¡Al fin pude armarme un viajecito de fin de semana largo! Buscando vuelos baratos, llegué a Portugal. Hacía rato que, viviendo en España, me estaba picando el bichito de conocer “el otro país” de la Península Ibérica.
Si de visitar Portugal se trata, mi sueño siempre fue conocer Lisboa, ciudad natal de Fernando Pessoa, unos de mis escritores preferidos; o quizás alguna de esas magníficas playas del sur, como las de Algarve. Sin embargo, mi viaje fue en pleno invierno, las playas ya no eran tentadoras y en la lista de vuelos baratos salió un solo ganador: Oporto.
Poco y nada sabía de esta ciudad: que queda al norte del país, que su clima estaba lleno de nubes y lluvia, que sus vinos eran deliciosos. Una vez allí, me encontré con una de las ciudades más agradables que conozco.
Por empezar, por el mismo precio que me alquilo un cuarto en cualquier otro lugar, en Oporto encontré una casa entera en el centro histórico, decorada con un buen gusto digno de revistas cancheras. Esnobeadas aparte, lo mejor de la ciudad es, sin duda, su gente.
Actualmente vivo en Barcelona, ciudad turística si las hay. Acá cualquier persona relacionada con esta actividad cumple su trabajo al pie de la letra. Todos quieren convencerte que su restaurant/hotel/bar/discoteca es lo mejor que hay. Mucho gato por liebre, mucha sensación de que te quieren estafar, mucho pesado, bah!
En Oporto, mi sensación fue todo lo contrario.
Algunos ejemplos relacionados con lo más importante: la comida. Mi primer almuerzo lo tomé cegada por el hambre, prácticamente, y cometí el error de no preguntar cuánto costaba lo que me estaban recomendando. Mal acostumbrada pensé “me van a fajar”. Todo lo contrario: ese plato delicioso preparado por una abuela portuguesa simpática me costó mucho menos de lo que esperaba pagar. Esa misma noche cené en un restaurant de comida típica de la ciudad: bacalao con verduras. No quise agregar una copa de vino oporto porque mi presupuesto era un poco limitado, pero el dueño del lugar no quería que me fuera sin probarlo y me regaló una copa. Cada vez que comí fuera de casa, aunque sea una nata (una facturita sabrosísima), siempre me sirvieron un poquito más, con buena onda, para que no me vaya sin probar lo que a ellos les parece más rico. Amor por lo suyo, que le dicen.
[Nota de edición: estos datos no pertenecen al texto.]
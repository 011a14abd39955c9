use serde::{Deserialize, Serialize};
use std::collections::BTreeSet;

use super::chunker::DocChunk;

/// Page locator used when no page information exists
pub const UNKNOWN_PAGE: &str = "?";

/// Provenance stored with every chunk in the document store
#[derive(Debug, Clone, PartialEq, Eq, Serialize, Deserialize)]
pub struct ChunkMetadata {
    /// Originating filename
    pub source: String,
    /// `"3"`, `"3-5"` or `"?"`
    pub page: String,
}

/// A retrieval-sized passage with source/page provenance
#[derive(Debug, Clone, PartialEq, Eq, Serialize, Deserialize)]
pub struct Chunk {
    pub text: String,
    pub metadata: ChunkMetadata,
}

impl Chunk {
    pub fn new(text: impl Into<String>, source: impl Into<String>, page: impl Into<String>) -> Self {
        Self {
            text: text.into(),
            metadata: ChunkMetadata {
                source: source.into(),
                page: page.into(),
            },
        }
    }

    /// Attach provenance to a chunker output
    pub fn from_doc_chunk(doc_chunk: DocChunk, source: &str) -> Self {
        let page = page_locator(doc_chunk.pages());
        Self::new(doc_chunk.text, source, page)
    }

    pub fn source(&self) -> &str {
        &self.metadata.source
    }

    pub fn page(&self) -> &str {
        &self.metadata.page
    }
}

/// Format the page locator for a set of page numbers.
///
/// Pages are de-duplicated and ordered: a single page yields `"3"`, several
/// pages yield `"min-max"` (e.g. `"3-5"`), no pages yield `"?"`.
pub fn page_locator<I>(pages: I) -> String
where
    I: IntoIterator<Item = u32>,
{
    let pages: BTreeSet<u32> = pages.into_iter().collect();
    match (pages.first(), pages.last()) {
        (Some(first), Some(last)) if first == last => first.to_string(),
        (Some(first), Some(last)) => format!("{}-{}", first, last),
        _ => UNKNOWN_PAGE.to_string(),
    }
}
Oporto es una ciudad lenta, con muchas casas viejas venidas a menos que me contaron que se debe a que el centro histórico es patrimonio de la Unesco y que, de hacer reformas y obras de mantenimiento, deben contratar personas especializadas para que no cambien ni un poco el toque antiguo. Eso sale muy caro y muy pocos lo pueden costear.
Por otro lado, también hay una Oporto moderna, con muchas galerías y espacios de arte.
Las personas son muy humildes, austeras y trabajadoras. Los oficios se mantienen en el tiempo: el carpintero, el herrero, el pescador, la vendedora de azulejos, el experto en vinos.
A mis intentos de comunicarme en portuñol, me respondían en un dulce y musical castellano, contándome lo mucho que les gustaría conocer Argentina, o esa vez que visitaron Barcelona.
Ahora que los precios de los vuelos bajaron otra vez (ha vuelto mi querido frío), creo que voy a repetir destino!